*RECORDS FOR THIS TASK*.
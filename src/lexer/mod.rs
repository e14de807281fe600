//! Lexical analysis module.
//!
//! This module contains the lexer (tokenizer) that converts source text
//! into tokens for parsing. It handles:
//!
//! - Byte-level scanning with one byte of lookahead
//! - Recognition of keywords, identifiers, integer literals, and operators
//! - Token position tracking for error reporting
//! - Whitespace skipping

pub mod lexer;
pub mod tokens;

*PROBLEM DESCRIPTION*. An exact reproduction of all the entries above is the expected answer.

*EXERCISE OUTPUT*.
filename src/lexer/mod.rs
repository e14de807281fe600
//! Lexical analysis module.
//!
//! This module contains the lexer (tokenizer) that converts source text
//! into tokens for parsing. It handles:
//!
//! - Byte-level scanning with one byte of lookahead
//! - Recognition of keywords, identifiers, integer literals, and operators
//! - Token position tracking for error reporting
//! - Whitespace skipping

pub mod lexer;
pub mod tokens;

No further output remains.